Stored data:

▬▬▬▬▬▬

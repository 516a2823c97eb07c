use std::{path::Path, sync::Once};

use log::LevelFilter;
use log4rs::{
    append::console::ConsoleAppender,
    config::{Appender, Config, Root},
    encode::pattern::PatternEncoder,
};

pub const DEFAULT_CONFIG_FILE: &str = "logging_config.yaml";

static LOGGER_INIT: Once = Once::new();

/// Initializes the `log4rs` logger using `logging_config.yaml`.
pub fn init() {
    init_from(DEFAULT_CONFIG_FILE);
}

/// Initializes the `log4rs` logger from `path`, falling back to a console
/// logger when the file is missing or invalid. Only the first call in a
/// process has any effect.
pub fn init_from(path: impl AsRef<Path>) {
    let path = path.as_ref();
    LOGGER_INIT.call_once(|| {
        match log4rs::init_file(path, Default::default()) {
            Ok(_) => {
                log::info!(
                    "privacy-ledger logging initialized from {}.",
                    path.display()
                );
            }
            Err(e) => {
                // Logging not set up, stderr
                eprintln!(
                    "ERROR: Failed to initialize logger from {}: {}",
                    path.display(),
                    e
                );
                init_fallback(LevelFilter::Debug);
            }
        }
    });
}

fn init_fallback(level: LevelFilter) {
    match fallback_config(level) {
        Ok(config) => {
            if let Err(init_err) = log4rs::init_config(config) {
                eprintln!("ERROR: Failed to initialize fallback logger: {}. No logging will be available.", init_err);
            } else {
                log::warn!(
                    "privacy-ledger logging initialized using basic fallback (stdout, {level} level)."
                );
            }
        }
        Err(build_err) => {
            eprintln!("ERROR: Failed to build fallback logging configuration: {}. No logging will be available.", build_err);
        }
    }
}

/// Console-only configuration logging everything at `level` and above.
pub fn fallback_config(
    level: LevelFilter,
) -> Result<Config, log4rs::config::runtime::ConfigErrors> {
    let stdout_appender = ConsoleAppender::builder()
        .encoder(Box::new(PatternEncoder::new(
            "{h({d(%Y-%m-%d %H:%M:%S)(utc)} - {l} - {t}: {m}{n})}",
        )))
        .build();

    Config::builder()
        .appender(Appender::builder().build("stdout", Box::new(stdout_appender)))
        .build(Root::builder().appender("stdout").build(level))
}
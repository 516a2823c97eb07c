use std::fmt::Debug;

/// Trait for privacy budgets
pub trait Budget: Clone + Debug {
    // For now just a marker trait requiring Clone
}

/// Trait for a privacy filter.
///
/// Mechanisms that only need to admit or reject a cost are written against
/// this trait rather than against a concrete ledger.
pub trait Filter<B: Budget> {
    type Error;

    /// Initializes a new filter with a given capacity.
    fn new(capacity: B) -> Result<Self, Self::Error>
    where
        Self: Sized;

    /// Checks if the filter has enough budget without consuming
    fn can_consume(&self, budget: &B) -> Result<FilterStatus, Self::Error>;

    /// Tries to consume a given budget from the filter.
    /// In the formalism from https://arxiv.org/abs/1605.08294,
    /// Continue corresponds to CONTINUE, and OutOfBudget corresponds to HALT.
    /// A filter that halts must not record any consumption.
    fn try_consume(&mut self, budget: &B) -> Result<FilterStatus, Self::Error>;

    /// Gets the largest budget a single further request may consume.
    fn remaining_budget(&self) -> Result<B, Self::Error>;
}

#[derive(Debug, Clone, PartialEq, Eq)]
pub enum FilterStatus {
    Continue,
    OutOfBudget,
}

▬▬▬▬▬▬

Your answer should consist of every record, printed exactly as given.

repository 516a2823c97eb07c
use std::{path::Path, sync::Once};

use log::LevelFilter;
use log4rs::{
    append::console::ConsoleAppender,
    config::{Appender, Config, Root},
    encode::pattern::PatternEncoder,
};

pub const DEFAULT_CONFIG_FILE: &str = "logging_config.yaml";

static LOGGER_INIT: Once = Once::new();

/// Initializes the `log4rs` logger using `logging_config.yaml`.
pub fn init() {
    init_from(DEFAULT_CONFIG_FILE);
}

/// Initializes the `log4rs` logger from `path`, falling back to a console
/// logger when the file is missing or invalid. Only the first call in a
/// process has any effect.
pub fn init_from(path: impl AsRef<Path>) {
    let path = path.as_ref();
    LOGGER_INIT.call_once(|| {
        match log4rs::init_file(path, Default::default()) {
            Ok(_) => {
                log::info!(
                    "privacy-ledger logging initialized from {}.",
                    path.display()
                );
            }
            Err(e) => {
                // Logging not set up, stderr
                eprintln!(
                    "ERROR: Failed to initialize logger from {}: {}",
                    path.display(),
                    e
                );
                init_fallback(LevelFilter::Debug);
            }
        }
    });
}

fn init_fallback(level: LevelFilter) {
    match fallback_config(level) {
        Ok(config) => {
            if let Err(init_err) = log4rs::init_config(config) {
                eprintln!("ERROR: Failed to initialize fallback logger: {}. No logging will be available.", init_err);
            } else {
                log::warn!(
                    "privacy-ledger logging initialized using basic fallback (stdout, {level} level)."
                );
            }
        }
        Err(build_err) => {
            eprintln!("ERROR: Failed to build fallback logging configuration: {}. No logging will be available.", build_err);
        }
    }
}

/// Console-only configuration logging everything at `level` and above.
pub fn fallback_config(
    level: LevelFilter,
) -> Result<Config, log4rs::config::runtime::ConfigErrors> {
    let stdout_appender = ConsoleAppender::builder()
        .encoder(Box::new(PatternEncoder::new(
            "{h({d(%Y-%m-%d %H:%M:%S)(utc)} - {l} - {t}: {m}{n})}",
        )))
        .build();

    Config::builder()
        .appender(Appender::builder().build("stdout", Box::new(stdout_appender)))
        .build(Root::builder().appender("stdout").build(level))
}
repository 516a2823c97eb07c
use std::fmt::Debug;

/// Trait for privacy budgets
pub trait Budget: Clone + Debug {
    // For now just a marker trait requiring Clone
}

/// Trait for a privacy filter.
///
/// Mechanisms that only need to admit or reject a cost are written against
/// this trait rather than against a concrete ledger.
pub trait Filter<B: Budget> {
    type Error;

    /// Initializes a new filter with a given capacity.
    fn new(capacity: B) -> Result<Self, Self::Error>
    where
        Self: Sized;

    /// Checks if the filter has enough budget without consuming
    fn can_consume(&self, budget: &B) -> Result<FilterStatus, Self::Error>;

    /// Tries to consume a given budget from the filter.
    /// In the formalism from https://arxiv.org/abs/1605.08294,
    /// Continue corresponds to CONTINUE, and OutOfBudget corresponds to HALT.
    /// A filter that halts must not record any consumption.
    fn try_consume(&mut self, budget: &B) -> Result<FilterStatus, Self::Error>;

    /// Gets the largest budget a single further request may consume.
    fn remaining_budget(&self) -> Result<B, Self::Error>;
}

#[derive(Debug, Clone, PartialEq, Eq)]
pub enum FilterStatus {
    Continue,
    OutOfBudget,
}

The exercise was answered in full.